▶ EXCERPTED DATA:

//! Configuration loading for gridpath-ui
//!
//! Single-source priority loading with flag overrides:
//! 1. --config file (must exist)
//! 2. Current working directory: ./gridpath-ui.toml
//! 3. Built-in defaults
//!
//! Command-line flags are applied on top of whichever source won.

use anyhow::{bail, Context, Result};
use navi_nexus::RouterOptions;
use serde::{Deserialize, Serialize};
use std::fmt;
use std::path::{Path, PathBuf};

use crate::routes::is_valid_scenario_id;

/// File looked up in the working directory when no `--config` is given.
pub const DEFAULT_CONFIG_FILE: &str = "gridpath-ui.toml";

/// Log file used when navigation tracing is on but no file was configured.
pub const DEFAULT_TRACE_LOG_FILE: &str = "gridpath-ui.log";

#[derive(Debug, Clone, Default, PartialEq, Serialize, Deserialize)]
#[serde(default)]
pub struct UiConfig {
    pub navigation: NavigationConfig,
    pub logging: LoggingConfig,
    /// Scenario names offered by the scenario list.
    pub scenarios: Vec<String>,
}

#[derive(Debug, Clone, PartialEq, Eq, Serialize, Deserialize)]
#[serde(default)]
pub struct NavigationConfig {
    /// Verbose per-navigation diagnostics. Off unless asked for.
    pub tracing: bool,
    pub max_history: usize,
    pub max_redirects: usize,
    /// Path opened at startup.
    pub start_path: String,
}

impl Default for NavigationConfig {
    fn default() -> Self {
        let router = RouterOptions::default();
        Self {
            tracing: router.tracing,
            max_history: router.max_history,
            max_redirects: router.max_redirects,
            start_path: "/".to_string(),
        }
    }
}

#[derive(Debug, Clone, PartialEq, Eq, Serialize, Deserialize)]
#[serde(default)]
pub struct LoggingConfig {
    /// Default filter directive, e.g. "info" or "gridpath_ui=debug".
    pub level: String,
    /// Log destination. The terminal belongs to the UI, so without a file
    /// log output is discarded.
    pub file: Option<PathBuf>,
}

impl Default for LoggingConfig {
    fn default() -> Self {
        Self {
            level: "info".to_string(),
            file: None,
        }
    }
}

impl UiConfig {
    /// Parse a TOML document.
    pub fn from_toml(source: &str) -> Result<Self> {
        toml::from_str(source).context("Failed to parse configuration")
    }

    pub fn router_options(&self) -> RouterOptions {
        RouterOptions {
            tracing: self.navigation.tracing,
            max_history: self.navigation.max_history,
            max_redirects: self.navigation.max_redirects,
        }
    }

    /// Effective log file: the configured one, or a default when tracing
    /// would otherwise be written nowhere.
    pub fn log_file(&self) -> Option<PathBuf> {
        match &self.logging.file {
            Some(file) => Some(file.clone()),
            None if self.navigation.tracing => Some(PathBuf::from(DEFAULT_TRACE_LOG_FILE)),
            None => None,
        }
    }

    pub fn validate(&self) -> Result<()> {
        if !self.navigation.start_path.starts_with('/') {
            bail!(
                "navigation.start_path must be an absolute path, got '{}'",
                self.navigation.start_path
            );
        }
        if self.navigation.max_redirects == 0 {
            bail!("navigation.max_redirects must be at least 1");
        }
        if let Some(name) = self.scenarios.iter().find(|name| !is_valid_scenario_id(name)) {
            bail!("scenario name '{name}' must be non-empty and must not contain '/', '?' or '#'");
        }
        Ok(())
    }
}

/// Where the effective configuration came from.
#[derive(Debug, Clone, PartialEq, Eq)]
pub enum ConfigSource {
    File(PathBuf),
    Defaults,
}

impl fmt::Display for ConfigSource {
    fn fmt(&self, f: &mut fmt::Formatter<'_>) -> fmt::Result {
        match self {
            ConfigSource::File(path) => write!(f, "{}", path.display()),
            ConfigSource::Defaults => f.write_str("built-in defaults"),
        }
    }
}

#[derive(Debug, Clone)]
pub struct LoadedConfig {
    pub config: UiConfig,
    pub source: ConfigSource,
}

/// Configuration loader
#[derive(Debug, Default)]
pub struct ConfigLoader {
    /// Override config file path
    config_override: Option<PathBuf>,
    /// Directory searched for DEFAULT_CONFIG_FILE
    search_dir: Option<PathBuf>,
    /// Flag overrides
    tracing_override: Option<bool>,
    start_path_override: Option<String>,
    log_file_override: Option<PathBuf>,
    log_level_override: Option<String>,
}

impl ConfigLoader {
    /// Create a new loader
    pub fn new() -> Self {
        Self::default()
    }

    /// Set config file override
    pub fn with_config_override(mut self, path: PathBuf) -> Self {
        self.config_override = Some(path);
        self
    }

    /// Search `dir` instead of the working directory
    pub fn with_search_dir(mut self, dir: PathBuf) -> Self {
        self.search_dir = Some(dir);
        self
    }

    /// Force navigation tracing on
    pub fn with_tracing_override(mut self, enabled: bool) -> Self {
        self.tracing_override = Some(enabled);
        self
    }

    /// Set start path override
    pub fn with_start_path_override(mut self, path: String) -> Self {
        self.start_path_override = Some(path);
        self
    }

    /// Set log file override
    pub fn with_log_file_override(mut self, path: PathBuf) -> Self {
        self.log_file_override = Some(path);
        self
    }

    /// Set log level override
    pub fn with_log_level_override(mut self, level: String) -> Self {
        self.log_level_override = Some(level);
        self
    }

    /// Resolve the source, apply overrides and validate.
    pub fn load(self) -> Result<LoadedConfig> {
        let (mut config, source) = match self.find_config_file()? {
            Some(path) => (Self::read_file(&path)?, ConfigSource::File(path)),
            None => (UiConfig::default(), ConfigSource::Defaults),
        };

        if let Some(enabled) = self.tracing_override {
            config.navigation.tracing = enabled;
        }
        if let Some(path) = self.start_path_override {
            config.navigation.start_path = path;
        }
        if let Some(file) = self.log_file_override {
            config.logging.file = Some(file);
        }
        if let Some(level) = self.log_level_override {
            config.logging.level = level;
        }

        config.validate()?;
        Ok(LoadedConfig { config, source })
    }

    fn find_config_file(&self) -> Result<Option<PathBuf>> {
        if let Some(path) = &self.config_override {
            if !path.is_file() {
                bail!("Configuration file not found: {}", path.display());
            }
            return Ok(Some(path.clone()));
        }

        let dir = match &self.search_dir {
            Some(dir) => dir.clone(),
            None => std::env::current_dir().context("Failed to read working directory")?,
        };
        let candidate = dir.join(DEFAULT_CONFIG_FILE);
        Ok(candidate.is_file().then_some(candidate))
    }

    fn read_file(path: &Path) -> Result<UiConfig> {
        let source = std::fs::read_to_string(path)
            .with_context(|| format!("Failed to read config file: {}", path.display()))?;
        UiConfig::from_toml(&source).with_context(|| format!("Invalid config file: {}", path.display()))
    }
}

--

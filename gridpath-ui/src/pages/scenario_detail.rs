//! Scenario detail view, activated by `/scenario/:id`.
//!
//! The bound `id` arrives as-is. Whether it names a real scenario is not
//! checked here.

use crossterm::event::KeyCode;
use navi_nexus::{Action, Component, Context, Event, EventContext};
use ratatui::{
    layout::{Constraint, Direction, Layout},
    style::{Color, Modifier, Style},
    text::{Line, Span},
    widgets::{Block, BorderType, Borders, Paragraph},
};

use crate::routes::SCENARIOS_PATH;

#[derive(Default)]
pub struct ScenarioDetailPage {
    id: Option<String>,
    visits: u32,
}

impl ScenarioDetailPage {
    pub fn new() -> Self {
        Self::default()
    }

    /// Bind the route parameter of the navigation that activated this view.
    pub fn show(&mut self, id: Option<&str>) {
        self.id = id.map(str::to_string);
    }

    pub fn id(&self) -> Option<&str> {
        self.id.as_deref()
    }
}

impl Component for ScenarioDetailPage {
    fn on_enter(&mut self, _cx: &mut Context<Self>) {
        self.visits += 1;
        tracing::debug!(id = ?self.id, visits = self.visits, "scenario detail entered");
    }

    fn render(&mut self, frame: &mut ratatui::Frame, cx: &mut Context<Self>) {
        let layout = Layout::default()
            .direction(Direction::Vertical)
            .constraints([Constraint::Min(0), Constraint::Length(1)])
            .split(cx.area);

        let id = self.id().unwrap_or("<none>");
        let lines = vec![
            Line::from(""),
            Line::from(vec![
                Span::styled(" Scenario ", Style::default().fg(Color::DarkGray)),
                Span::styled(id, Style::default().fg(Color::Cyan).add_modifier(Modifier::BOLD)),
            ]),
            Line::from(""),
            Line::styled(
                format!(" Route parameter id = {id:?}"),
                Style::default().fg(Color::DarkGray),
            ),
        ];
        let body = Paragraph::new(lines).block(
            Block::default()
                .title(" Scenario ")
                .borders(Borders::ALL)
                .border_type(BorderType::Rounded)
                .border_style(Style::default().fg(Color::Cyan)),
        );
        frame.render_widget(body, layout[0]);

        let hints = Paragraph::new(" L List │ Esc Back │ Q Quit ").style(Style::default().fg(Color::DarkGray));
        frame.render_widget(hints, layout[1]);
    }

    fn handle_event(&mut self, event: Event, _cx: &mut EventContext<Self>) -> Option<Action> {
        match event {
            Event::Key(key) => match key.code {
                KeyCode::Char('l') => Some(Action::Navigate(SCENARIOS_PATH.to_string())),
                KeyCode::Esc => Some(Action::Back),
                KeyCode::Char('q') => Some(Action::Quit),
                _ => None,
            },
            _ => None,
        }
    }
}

▶ WHAT YOU NEED TO DO:
Give back the records above exactly, limited to the lines between the one holding "of the working directory" and the one holding "config.validate()?;", inclusive.

▶ WRITTEN RESPONSE:
    /// Search `dir` instead of the working directory
    pub fn with_search_dir(mut self, dir: PathBuf) -> Self {
        self.search_dir = Some(dir);
        self
    }

    /// Force navigation tracing on
    pub fn with_tracing_override(mut self, enabled: bool) -> Self {
        self.tracing_override = Some(enabled);
        self
    }

    /// Set start path override
    pub fn with_start_path_override(mut self, path: String) -> Self {
        self.start_path_override = Some(path);
        self
    }

    /// Set log file override
    pub fn with_log_file_override(mut self, path: PathBuf) -> Self {
        self.log_file_override = Some(path);
        self
    }

    /// Set log level override
    pub fn with_log_level_override(mut self, level: String) -> Self {
        self.log_level_override = Some(level);
        self
    }

    /// Resolve the source, apply overrides and validate.
    pub fn load(self) -> Result<LoadedConfig> {
        let (mut config, source) = match self.find_config_file()? {
            Some(path) => (Self::read_file(&path)?, ConfigSource::File(path)),
            None => (UiConfig::default(), ConfigSource::Defaults),
        };

        if let Some(enabled) = self.tracing_override {
            config.navigation.tracing = enabled;
        }
        if let Some(path) = self.start_path_override {
            config.navigation.start_path = path;
        }
        if let Some(file) = self.log_file_override {
            config.logging.file = Some(file);
        }
        if let Some(level) = self.log_level_override {
            config.logging.level = level;
        }

        config.validate()?;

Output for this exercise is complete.